Fewer crab pots lost means more crab on the table.
That’s the message Island County Marine Resources Committee and Northwest Straits Foundation is getting out with the start of crabbing season, which opens today (June 30) and goes until Sept. 3.
“A lot of times people think a crab pot might have gotten stolen, but it may be that it was just lost,” said Anna Toledo, marine resources committee coordinator said.
Lost pots continue to catch crab, but no one is there to harvest them.
An estimated 12,000 crab pots are lost in Puget Sound every year, resulting in almost 180,000 Dungeness crab lost, according to a press release from the two organizations.
To try and curb the problem, volunteers from the marine resources committee and Sound Water Stewards will be at Cornet Bay and Fort Casey boat launches handing out fliers with tips and free rot cord. The cords are biodegradable, so they will rot away if the pot is lost and allow the trapped crabs to escape. Information will also be available at retailers where crabbing licenses are sold.
“The idea is that we’re giving people this information so that they don’t lose their crab pots,” said Toledo.
“People can catch more crab and also keep their pots.”
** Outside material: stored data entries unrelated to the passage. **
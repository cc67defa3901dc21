use clap::{Arg, ArgMatches, Command};
use secrecy::SecretString;

use crate::mail::{DEFAULT_PRODUCT_NAME, DEFAULT_SMTP_HOST, DEFAULT_SUPPORT_EMAIL};

pub const ARG_SMTP_HOST: &str = "smtp-host";
pub const ARG_SMTP_PORT: &str = "smtp-port";
pub const ARG_SMTP_USER: &str = "smtp-user";
pub const ARG_SMTP_PASSWORD: &str = "smtp-password";
pub const ARG_SMTP_FROM_NAME: &str = "smtp-from-name";
pub const ARG_SUPPORT_EMAIL: &str = "support-email";

#[derive(Debug, Clone)]
pub struct Options {
    pub host: String,
    pub port: u16,
    pub user: Option<String>,
    pub password: Option<SecretString>,
    pub from_name: String,
    pub support_email: String,
}

impl Options {
    /// Parse SMTP arguments from matches.
    ///
    /// # Errors
    /// Returns an error if a defaulted argument is somehow absent.
    pub fn parse(matches: &ArgMatches) -> anyhow::Result<Self> {
        // Env vars set to "" count as unset
        let get_non_empty = |id: &str| {
            matches
                .get_one::<String>(id)
                .cloned()
                .filter(|v| !v.trim().is_empty())
        };
        let get_required = |id: &str| {
            get_non_empty(id).ok_or_else(|| anyhow::anyhow!("missing required argument: --{id}"))
        };

        Ok(Self {
            host: get_required(ARG_SMTP_HOST)?,
            port: matches
                .get_one::<u16>(ARG_SMTP_PORT)
                .copied()
                .unwrap_or(587),
            user: get_non_empty(ARG_SMTP_USER),
            password: get_non_empty(ARG_SMTP_PASSWORD).map(SecretString::from),
            from_name: get_required(ARG_SMTP_FROM_NAME)?,
            support_email: get_required(ARG_SUPPORT_EMAIL)?,
        })
    }
}

#[must_use]
pub fn with_args(command: Command) -> Command {
    command
        .arg(
            Arg::new(ARG_SMTP_HOST)
                .long(ARG_SMTP_HOST)
                .help("SMTP relay host (STARTTLS)")
                .env("LOOMA_SMTP_HOST")
                .default_value(DEFAULT_SMTP_HOST),
        )
        .arg(
            Arg::new(ARG_SMTP_PORT)
                .long(ARG_SMTP_PORT)
                .help("SMTP relay port")
                .env("LOOMA_SMTP_PORT")
                .default_value("587")
                .value_parser(clap::value_parser!(u16)),
        )
        .arg(
            Arg::new(ARG_SMTP_USER)
                .long(ARG_SMTP_USER)
                .help("SMTP username, also used as the sender address")
                .long_help(
                    "SMTP username, also used as the sender address.\n\nWithout both a user and a password no email is sent and issued codes count as undelivered.",
                )
                .env("LOOMA_SMTP_USER"),
        )
        .arg(
            Arg::new(ARG_SMTP_PASSWORD)
                .long(ARG_SMTP_PASSWORD)
                .help("SMTP password or app password")
                .env("LOOMA_SMTP_PASSWORD")
                .hide_env_values(true),
        )
        .arg(
            Arg::new(ARG_SMTP_FROM_NAME)
                .long(ARG_SMTP_FROM_NAME)
                .help("Display name of the sender")
                .env("LOOMA_SMTP_FROM_NAME")
                .default_value(DEFAULT_PRODUCT_NAME),
        )
        .arg(
            Arg::new(ARG_SUPPORT_EMAIL)
                .long(ARG_SUPPORT_EMAIL)
                .help("Support address shown in verification emails")
                .env("LOOMA_SUPPORT_EMAIL")
                .default_value(DEFAULT_SUPPORT_EMAIL),
        )
}

#[cfg(test)]
mod tests {
    use super::*;
    use anyhow::Result;
    use secrecy::ExposeSecret;

    const SMTP_VARS: [&str; 6] = [
        "LOOMA_SMTP_HOST",
        "LOOMA_SMTP_PORT",
        "LOOMA_SMTP_USER",
        "LOOMA_SMTP_PASSWORD",
        "LOOMA_SMTP_FROM_NAME",
        "LOOMA_SUPPORT_EMAIL",
    ];

    fn parse(args: &[&str]) -> Result<Options> {
        let mut argv = vec!["looma"];
        argv.extend_from_slice(args);
        let matches = with_args(Command::new("looma")).try_get_matches_from(argv)?;
        Options::parse(&matches)
    }

    #[test]
    fn defaults_leave_smtp_unconfigured() -> Result<()> {
        temp_env::with_vars_unset(SMTP_VARS, || {
            let options = parse(&[])?;
            assert_eq!(options.host, "smtp.gmail.com");
            assert_eq!(options.port, 587);
            assert_eq!(options.from_name, "Looma");
            assert_eq!(options.support_email, "support@looma.com");
            assert!(options.user.is_none());
            assert!(options.password.is_none());
            Ok(())
        })
    }

    #[test]
    fn credentials_from_env() -> Result<()> {
        temp_env::with_vars(
            [
                ("LOOMA_SMTP_HOST", Some("smtp.looma.com")),
                ("LOOMA_SMTP_PORT", Some("2525")),
                ("LOOMA_SMTP_USER", Some("noreply@looma.com")),
                ("LOOMA_SMTP_PASSWORD", Some("app-password")),
                ("LOOMA_SMTP_FROM_NAME", None),
                ("LOOMA_SUPPORT_EMAIL", None),
            ],
            || {
                let options = parse(&[])?;
                assert_eq!(options.host, "smtp.looma.com");
                assert_eq!(options.port, 2525);
                let password = options
                    .password
                    .ok_or_else(|| anyhow::anyhow!("password missing"))?;
                assert_eq!(options.user.as_deref(), Some("noreply@looma.com"));
                assert_eq!(password.expose_secret(), "app-password");
                Ok(())
            },
        )
    }

    #[test]
    fn empty_password_means_unconfigured() -> Result<()> {
        temp_env::with_vars(
            [
                ("LOOMA_SMTP_USER", Some("noreply@looma.com")),
                ("LOOMA_SMTP_PASSWORD", Some("")),
            ],
            || {
                let options = parse(&[])?;
                assert_eq!(options.user.as_deref(), Some("noreply@looma.com"));
                assert!(options.password.is_none());
                Ok(())
            },
        )
    }
}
An important tip, the release states, is to avoid marine transit and ferry lanes. This will not only decrease the risk of the pot being lost, but can avoid potentially major calamities. Last August one of the ferries on the Coupeville-to-Port Townsend route was put out of commission after lines from crab pots were tangled in the propulsion shaft.
Other tips include avoiding placing pots during strong tidal changes and currents, making buoys more visible, using a weighted line to avoid it being cut by passing boats, weighting the pot so it doesn’t move in the current or tidal changes, using a third more line than the water depth and staying with your pot.
Volunteers will also hand out gauges for measuring catches and there will be a survey on the back of the fliers that, if filled out, enters people in a drawing to win new crabbing gear, Toledo said.
Additional information can be found at Northwest Straits Foundation’s website www.derelictgear.org
A free Crabbing 101 Seminar will also be held today (June 30) from 10 a.m. to noon at the Oak Harbor Yacht Club.